## Required action
Find the lines in these entries that include the word "envelope" and state how many there are, with no other words.

┌─ Source data

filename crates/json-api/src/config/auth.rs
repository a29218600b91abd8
//! Auth Config

use clap::Args;
use threadline_app::auth::OpenBaoConfig;

/// `OpenBao` Transit settings used to verify API tokens.
#[derive(Debug, Args)]
pub(crate) struct AuthConfig {
    /// `OpenBao` server address
    #[arg(long, env = "OPENBAO_ADDR")]
    pub openbao_addr: String,

    /// `OpenBao` authentication token
    #[arg(long, env = "OPENBAO_TOKEN", hide_env_values = true)]
    pub openbao_token: String,

    /// Transit key holding the API token HMAC key
    #[arg(long, env = "OPENBAO_TRANSIT_KEY")]
    pub openbao_transit_key: String,
}

impl From<AuthConfig> for OpenBaoConfig {
    fn from(config: AuthConfig) -> Self {
        Self {
            addr: config.openbao_addr,
            token: config.openbao_token,
            transit_key: config.openbao_transit_key,
        }
    }
}
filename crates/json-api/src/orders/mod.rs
//! Orders

pub(crate) mod errors;
pub(crate) mod handlers;
pub(crate) mod models;

pub(crate) use handlers::*;
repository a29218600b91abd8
//! OpenBao Transit engine as a [`TokenVerifier`].

use async_trait::async_trait;
use base64::{Engine as _, engine::general_purpose::STANDARD as BASE64};
use reqwest::Client;
use serde::{Deserialize, de::DeserializeOwned};
use serde_json::{Value, json};

use crate::auth::{TokenVerifier, TokenVerifierError};

#[derive(Debug, Clone)]
pub struct OpenBaoConfig {
    /// Server address, e.g. `http://localhost:8200`.
    pub addr: String,

    pub token: String,

    /// Transit key used for HMAC operations.
    pub transit_key: String,
}

#[derive(Debug, Clone)]
pub struct OpenBaoClient {
    config: OpenBaoConfig,
    http: Client,
}

impl OpenBaoClient {
    #[must_use]
    pub fn new(config: OpenBaoConfig) -> Self {
        Self {
            config,
            http: Client::new(),
        }
    }

    fn transit_url(&self, operation: &str) -> String {
        format!(
            "{}/v1/transit/{operation}/{}",
            self.config.addr.trim_end_matches('/'),
            self.config.transit_key
        )
    }

    async fn transit<T: DeserializeOwned>(
        &self,
        operation: &str,
        body: Value,
    ) -> Result<T, TokenVerifierError> {
        let response = self
            .http
            .post(self.transit_url(operation))
            .header("X-Vault-Token", &self.config.token)
            .json(&body)
            .send()
            .await?;

        let status = response.status();

        if !status.is_success() {
            let text = response.text().await.unwrap_or_default();

            return Err(TokenVerifierError::UnexpectedResponse(format!(
                "{operation} request failed with status {status}: {text}"
            )));
        }

        let envelope: TransitResponse<T> = response.json().await?;

        Ok(envelope.data)
    }
}

#[async_trait]
impl TokenVerifier for OpenBaoClient {
    async fn sign(&self, input: &[u8]) -> Result<String, TokenVerifierError> {
        let data: HmacData = self
            .transit("hmac", json!({ "input": BASE64.encode(input) }))
            .await?;

        Ok(data.hmac)
    }

    async fn verify(&self, input: &[u8], verifier: &str) -> Result<bool, TokenVerifierError> {
        let data: VerifyData = self
            .transit(
                "verify",
                json!({ "input": BASE64.encode(input), "hmac": verifier }),
            )
            .await?;

        Ok(data.valid)
    }
}

#[derive(Debug, Deserialize)]
struct TransitResponse<T> {
    data: T,
}

#[derive(Debug, Deserialize)]
struct HmacData {
    hmac: String,
}

#[derive(Debug, Deserialize)]
struct VerifyData {
    valid: bool,
}
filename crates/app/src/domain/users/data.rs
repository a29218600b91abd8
//! User Data

use crate::domain::users::records::UserUuid;

/// New User Data
#[derive(Debug, Clone, PartialEq)]
pub struct NewUser {
    /// UUID to assign to the user row.
    pub uuid: UserUuid,

    /// Display name.
    pub name: String,
}
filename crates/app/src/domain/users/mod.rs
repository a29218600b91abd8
//! Users

pub mod data;
pub mod errors;
pub mod records;
mod repository;
pub mod service;

pub use errors::UsersServiceError;
pub use service::*;
//! Shared infrastructure for database-backed tests.

mod db;
pub(crate) mod helpers;

pub(crate) use context::TestContext;
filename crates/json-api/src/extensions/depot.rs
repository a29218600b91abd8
//! Depot helper extensions.

use std::any::Any;

use salvo::prelude::{Depot, StatusError};
use threadline_app::domain::users::records::UserUuid;

const USER_UUID_KEY: &str = "threadline.user_uuid";

pub(crate) trait DepotExt {
    fn obtain_or_500<T: Any + Send + Sync>(&self) -> Result<&T, StatusError>;

    /// Record the authenticated caller for downstream handlers.
    fn insert_user_uuid(&mut self, user: UserUuid);

    /// The authenticated caller, or 401 when the auth middleware did not run.
    fn user_uuid_or_401(&self) -> Result<UserUuid, StatusError>;
}

impl DepotExt for Depot {
    fn obtain_or_500<T: Any + Send + Sync>(&self) -> Result<&T, StatusError> {
        self.obtain::<T>()
            .map_err(|_ignored| StatusError::internal_server_error())
    }

    fn insert_user_uuid(&mut self, user: UserUuid) {
        self.insert(USER_UUID_KEY, user);
    }

    fn user_uuid_or_401(&self) -> Result<UserUuid, StatusError> {
        self.get::<UserUuid>(USER_UUID_KEY)
            .copied()
            .map_err(|_ignored| StatusError::unauthorized())
    }
}
//! Request middleware settings fixed at startup.

use std::{sync::OnceLock, time::Duration};

use crate::config::observability::ObservabilityConfig;

#[derive(Debug, Clone, Copy)]
pub(super) struct RequestSettings {
    pub slow_request_threshold: Duration,
    pub parent_propagation: bool,
}

impl Default for RequestSettings {
    fn default() -> Self {
        Self {
            slow_request_threshold: Duration::from_secs(1),
            parent_propagation: false,
        }
    }
}

static REQUEST_SETTINGS: OnceLock<RequestSettings> = OnceLock::new();

pub(super) fn install(config: &ObservabilityConfig) {
    let _first = REQUEST_SETTINGS.set(RequestSettings {
        slow_request_threshold: config.slow_request_threshold(),
        parent_propagation: config.propagates_parent(),
    });
}

/// Installed settings, or defaults when running without [`install`] (tests).
pub(super) fn request_settings() -> RequestSettings {
    REQUEST_SETTINGS.get().copied().unwrap_or_default()
}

└─

## The completed task
2